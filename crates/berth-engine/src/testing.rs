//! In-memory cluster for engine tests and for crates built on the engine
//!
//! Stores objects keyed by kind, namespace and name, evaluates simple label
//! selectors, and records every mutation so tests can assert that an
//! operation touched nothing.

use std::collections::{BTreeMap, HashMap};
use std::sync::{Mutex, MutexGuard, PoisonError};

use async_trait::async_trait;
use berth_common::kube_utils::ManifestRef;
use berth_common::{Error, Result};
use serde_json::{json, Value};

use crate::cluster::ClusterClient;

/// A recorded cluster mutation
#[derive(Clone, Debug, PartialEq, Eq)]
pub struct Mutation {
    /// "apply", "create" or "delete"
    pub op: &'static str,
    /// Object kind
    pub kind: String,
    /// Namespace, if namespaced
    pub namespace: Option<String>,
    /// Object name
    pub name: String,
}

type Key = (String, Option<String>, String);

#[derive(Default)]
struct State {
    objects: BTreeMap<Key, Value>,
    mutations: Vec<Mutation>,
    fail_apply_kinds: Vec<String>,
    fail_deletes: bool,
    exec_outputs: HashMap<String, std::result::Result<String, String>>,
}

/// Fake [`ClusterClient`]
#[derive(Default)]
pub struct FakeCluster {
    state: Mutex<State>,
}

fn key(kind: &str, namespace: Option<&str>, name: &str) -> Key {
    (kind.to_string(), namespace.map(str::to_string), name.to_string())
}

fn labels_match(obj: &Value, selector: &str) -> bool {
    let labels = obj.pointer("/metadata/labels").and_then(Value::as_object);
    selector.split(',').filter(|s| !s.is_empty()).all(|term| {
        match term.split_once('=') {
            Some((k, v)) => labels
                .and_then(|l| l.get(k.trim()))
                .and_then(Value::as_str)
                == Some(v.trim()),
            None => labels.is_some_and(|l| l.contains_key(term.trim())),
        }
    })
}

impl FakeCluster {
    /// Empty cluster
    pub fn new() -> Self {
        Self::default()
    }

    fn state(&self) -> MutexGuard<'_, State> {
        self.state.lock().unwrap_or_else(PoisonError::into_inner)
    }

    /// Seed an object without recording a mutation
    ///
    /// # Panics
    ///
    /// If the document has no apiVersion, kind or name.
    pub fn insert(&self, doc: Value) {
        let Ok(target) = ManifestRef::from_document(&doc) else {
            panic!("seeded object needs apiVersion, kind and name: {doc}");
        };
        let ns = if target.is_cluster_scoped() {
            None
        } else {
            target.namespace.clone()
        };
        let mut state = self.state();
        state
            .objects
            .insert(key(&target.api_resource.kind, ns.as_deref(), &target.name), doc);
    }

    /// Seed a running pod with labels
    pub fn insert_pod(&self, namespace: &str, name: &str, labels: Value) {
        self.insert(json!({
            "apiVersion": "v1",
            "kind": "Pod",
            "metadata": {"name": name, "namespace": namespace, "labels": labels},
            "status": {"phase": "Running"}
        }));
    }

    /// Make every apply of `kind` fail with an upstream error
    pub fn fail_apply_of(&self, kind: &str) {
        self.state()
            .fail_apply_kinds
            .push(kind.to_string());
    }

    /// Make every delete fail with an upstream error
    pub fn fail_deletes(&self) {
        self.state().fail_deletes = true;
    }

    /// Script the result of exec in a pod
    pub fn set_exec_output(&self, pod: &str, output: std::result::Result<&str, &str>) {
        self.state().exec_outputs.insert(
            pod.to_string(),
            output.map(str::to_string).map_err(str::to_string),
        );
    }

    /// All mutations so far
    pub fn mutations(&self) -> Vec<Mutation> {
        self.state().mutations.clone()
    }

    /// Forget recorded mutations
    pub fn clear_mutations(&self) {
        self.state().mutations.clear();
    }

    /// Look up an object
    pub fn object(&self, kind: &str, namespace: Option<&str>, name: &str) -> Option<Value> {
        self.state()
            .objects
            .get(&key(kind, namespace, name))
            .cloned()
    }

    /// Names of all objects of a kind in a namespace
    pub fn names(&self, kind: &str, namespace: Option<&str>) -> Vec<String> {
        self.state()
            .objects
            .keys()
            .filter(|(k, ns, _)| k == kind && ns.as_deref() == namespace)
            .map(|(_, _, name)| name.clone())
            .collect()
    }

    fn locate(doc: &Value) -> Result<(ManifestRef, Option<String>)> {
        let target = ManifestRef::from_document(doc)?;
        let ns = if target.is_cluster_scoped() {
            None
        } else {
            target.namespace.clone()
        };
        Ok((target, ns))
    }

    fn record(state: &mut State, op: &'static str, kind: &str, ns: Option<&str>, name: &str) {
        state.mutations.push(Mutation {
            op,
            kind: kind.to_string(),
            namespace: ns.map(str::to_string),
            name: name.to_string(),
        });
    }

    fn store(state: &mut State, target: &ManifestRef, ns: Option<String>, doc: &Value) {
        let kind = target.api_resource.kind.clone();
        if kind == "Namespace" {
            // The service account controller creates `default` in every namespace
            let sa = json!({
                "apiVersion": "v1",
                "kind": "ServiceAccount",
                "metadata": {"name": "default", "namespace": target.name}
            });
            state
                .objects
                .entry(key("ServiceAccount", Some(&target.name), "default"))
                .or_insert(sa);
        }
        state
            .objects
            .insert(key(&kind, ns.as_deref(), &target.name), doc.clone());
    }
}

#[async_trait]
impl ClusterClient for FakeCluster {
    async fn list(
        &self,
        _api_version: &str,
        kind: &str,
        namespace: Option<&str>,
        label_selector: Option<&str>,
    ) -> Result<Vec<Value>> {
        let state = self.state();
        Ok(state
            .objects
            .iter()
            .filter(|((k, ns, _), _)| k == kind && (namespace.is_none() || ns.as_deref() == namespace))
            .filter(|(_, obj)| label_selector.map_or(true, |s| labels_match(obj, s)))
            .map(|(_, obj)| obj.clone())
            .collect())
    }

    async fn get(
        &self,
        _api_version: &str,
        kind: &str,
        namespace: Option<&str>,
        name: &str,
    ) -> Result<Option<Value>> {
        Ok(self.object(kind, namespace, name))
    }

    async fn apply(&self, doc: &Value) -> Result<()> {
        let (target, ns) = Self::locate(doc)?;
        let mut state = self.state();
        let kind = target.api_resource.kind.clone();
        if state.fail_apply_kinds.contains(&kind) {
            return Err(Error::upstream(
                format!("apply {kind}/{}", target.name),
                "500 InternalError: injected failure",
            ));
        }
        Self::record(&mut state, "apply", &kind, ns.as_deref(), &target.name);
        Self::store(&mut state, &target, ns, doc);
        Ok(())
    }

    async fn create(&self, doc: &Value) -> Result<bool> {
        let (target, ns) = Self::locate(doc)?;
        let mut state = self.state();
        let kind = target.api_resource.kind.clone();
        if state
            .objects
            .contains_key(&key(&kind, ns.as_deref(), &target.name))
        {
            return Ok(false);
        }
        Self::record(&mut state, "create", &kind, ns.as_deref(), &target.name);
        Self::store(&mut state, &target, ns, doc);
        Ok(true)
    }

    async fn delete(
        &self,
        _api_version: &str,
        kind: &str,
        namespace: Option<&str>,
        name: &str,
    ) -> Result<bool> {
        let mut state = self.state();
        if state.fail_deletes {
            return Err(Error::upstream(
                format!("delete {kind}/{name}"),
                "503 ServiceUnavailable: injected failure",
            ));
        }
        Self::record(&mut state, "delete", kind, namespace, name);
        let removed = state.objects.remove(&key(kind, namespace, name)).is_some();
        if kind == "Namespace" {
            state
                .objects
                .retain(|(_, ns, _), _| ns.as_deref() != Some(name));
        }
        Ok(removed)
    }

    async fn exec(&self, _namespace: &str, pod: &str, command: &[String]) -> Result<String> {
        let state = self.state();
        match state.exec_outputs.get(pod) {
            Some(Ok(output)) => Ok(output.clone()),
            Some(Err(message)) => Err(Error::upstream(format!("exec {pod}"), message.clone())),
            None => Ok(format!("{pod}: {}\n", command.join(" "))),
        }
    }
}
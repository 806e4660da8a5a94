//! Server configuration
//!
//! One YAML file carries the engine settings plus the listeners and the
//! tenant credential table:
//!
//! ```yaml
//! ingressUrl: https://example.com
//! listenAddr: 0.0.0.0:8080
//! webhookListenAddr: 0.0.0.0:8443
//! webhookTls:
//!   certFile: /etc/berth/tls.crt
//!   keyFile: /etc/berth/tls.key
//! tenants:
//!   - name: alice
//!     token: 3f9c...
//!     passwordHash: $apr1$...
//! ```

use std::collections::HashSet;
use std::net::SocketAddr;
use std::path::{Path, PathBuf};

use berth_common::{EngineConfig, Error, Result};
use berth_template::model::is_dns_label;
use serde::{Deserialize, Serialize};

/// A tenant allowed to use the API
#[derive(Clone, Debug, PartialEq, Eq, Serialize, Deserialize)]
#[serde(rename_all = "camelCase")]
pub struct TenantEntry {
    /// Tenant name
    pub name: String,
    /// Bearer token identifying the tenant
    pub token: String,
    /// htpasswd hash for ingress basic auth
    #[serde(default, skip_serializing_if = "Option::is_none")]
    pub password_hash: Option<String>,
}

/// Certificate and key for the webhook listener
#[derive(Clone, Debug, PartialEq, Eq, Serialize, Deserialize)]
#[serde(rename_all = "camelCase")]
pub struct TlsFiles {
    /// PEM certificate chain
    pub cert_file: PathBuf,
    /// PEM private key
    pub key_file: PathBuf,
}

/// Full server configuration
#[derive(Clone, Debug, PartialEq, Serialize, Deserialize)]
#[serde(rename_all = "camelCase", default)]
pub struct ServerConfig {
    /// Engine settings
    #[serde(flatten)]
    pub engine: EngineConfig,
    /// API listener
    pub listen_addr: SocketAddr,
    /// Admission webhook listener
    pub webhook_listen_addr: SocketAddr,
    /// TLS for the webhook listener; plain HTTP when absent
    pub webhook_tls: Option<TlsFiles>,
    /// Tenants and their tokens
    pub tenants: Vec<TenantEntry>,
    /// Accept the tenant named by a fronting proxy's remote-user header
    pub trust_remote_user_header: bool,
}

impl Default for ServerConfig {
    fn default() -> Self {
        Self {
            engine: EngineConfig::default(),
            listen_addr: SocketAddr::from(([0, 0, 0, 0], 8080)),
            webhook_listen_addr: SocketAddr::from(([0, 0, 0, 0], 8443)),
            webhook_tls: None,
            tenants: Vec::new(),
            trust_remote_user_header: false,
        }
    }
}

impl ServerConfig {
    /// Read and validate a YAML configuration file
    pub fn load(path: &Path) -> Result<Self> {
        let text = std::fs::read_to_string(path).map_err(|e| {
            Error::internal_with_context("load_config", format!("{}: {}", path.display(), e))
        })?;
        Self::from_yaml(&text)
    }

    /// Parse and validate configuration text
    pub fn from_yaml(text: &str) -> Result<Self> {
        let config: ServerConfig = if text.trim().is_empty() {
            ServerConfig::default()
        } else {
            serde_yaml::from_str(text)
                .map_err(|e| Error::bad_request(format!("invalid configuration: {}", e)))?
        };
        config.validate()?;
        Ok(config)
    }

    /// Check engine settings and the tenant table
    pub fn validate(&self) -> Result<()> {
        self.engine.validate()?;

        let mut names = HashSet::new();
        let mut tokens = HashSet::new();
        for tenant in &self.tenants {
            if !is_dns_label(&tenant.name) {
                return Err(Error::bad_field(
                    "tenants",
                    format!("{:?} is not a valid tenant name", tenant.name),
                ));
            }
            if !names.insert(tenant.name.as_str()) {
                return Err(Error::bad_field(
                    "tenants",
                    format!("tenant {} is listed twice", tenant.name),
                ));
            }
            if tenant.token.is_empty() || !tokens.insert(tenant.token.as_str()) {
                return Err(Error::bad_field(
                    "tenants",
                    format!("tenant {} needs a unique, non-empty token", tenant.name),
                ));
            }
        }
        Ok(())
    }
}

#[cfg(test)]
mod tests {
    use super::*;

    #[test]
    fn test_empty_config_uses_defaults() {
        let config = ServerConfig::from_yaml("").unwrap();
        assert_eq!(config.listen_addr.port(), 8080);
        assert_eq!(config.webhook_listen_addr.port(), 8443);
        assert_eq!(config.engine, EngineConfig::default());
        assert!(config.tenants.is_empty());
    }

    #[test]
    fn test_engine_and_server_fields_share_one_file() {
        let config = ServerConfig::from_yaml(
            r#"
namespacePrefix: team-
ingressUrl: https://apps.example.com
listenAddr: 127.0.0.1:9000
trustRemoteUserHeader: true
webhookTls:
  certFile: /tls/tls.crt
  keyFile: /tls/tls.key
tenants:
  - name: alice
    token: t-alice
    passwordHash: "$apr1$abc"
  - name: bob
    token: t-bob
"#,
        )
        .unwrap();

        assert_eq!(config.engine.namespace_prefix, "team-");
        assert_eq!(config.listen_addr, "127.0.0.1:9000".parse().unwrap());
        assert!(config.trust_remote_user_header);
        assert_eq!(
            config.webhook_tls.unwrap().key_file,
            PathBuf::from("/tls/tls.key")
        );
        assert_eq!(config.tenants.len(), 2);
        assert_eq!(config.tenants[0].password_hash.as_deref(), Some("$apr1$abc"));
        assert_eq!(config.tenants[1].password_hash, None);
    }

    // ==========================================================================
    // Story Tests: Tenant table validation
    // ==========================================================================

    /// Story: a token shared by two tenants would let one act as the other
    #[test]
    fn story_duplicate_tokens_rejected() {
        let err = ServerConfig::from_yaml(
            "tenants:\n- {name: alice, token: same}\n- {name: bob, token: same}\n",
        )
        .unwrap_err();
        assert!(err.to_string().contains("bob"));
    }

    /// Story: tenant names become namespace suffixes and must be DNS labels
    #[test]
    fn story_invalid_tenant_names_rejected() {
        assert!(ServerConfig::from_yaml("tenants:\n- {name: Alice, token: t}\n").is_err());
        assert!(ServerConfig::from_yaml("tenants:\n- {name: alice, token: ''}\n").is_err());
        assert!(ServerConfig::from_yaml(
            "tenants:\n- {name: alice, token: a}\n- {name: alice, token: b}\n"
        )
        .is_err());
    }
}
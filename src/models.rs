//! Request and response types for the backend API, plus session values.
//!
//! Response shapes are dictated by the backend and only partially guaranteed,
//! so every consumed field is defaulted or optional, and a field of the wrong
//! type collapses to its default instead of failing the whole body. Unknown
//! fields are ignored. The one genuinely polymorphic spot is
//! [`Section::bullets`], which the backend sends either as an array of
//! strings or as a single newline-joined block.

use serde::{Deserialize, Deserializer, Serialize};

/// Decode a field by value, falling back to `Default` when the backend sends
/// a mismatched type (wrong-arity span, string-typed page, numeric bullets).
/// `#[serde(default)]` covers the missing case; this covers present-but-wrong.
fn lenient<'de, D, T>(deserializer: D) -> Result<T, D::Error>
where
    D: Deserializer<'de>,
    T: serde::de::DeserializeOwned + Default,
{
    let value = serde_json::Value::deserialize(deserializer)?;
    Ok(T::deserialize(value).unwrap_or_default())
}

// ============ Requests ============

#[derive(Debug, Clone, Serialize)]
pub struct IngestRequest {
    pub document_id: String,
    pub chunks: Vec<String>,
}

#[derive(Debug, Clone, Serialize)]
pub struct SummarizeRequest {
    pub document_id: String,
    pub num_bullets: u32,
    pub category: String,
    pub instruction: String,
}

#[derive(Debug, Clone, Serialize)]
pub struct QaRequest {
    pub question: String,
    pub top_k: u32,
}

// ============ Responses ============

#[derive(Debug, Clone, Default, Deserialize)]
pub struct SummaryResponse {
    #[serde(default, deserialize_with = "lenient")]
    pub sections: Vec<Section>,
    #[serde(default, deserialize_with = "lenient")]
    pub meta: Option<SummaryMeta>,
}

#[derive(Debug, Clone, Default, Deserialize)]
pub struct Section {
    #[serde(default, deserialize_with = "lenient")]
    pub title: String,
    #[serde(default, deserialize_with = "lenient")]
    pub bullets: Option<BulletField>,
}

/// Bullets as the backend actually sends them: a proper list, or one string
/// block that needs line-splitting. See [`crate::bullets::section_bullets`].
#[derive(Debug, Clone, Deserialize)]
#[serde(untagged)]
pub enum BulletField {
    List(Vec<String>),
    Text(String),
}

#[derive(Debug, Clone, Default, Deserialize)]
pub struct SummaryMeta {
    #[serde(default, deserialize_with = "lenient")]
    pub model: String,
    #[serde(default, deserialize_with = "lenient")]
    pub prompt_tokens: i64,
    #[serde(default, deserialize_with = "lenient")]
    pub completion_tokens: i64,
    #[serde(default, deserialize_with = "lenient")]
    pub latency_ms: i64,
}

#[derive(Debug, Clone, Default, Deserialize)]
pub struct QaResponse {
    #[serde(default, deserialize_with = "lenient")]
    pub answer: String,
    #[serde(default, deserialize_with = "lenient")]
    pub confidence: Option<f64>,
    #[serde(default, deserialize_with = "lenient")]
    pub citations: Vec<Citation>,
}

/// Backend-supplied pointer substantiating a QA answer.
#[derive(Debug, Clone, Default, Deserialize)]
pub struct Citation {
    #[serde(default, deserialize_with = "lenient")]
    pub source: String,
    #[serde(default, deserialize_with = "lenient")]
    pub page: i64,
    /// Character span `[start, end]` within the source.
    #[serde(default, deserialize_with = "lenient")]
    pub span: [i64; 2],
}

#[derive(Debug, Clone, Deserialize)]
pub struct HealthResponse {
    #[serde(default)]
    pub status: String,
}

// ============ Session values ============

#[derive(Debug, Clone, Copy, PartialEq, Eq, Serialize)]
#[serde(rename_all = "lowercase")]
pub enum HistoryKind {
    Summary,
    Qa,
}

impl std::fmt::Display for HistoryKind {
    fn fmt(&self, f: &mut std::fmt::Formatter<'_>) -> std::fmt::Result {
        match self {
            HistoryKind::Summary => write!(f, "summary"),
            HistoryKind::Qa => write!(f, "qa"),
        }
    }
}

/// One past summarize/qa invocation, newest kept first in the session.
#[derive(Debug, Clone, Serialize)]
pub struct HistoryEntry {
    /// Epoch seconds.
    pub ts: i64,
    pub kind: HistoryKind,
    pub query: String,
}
************
If a line in the records holds the string "FakeCluster", count it, and give only the total.

» Reply to the exercise:
3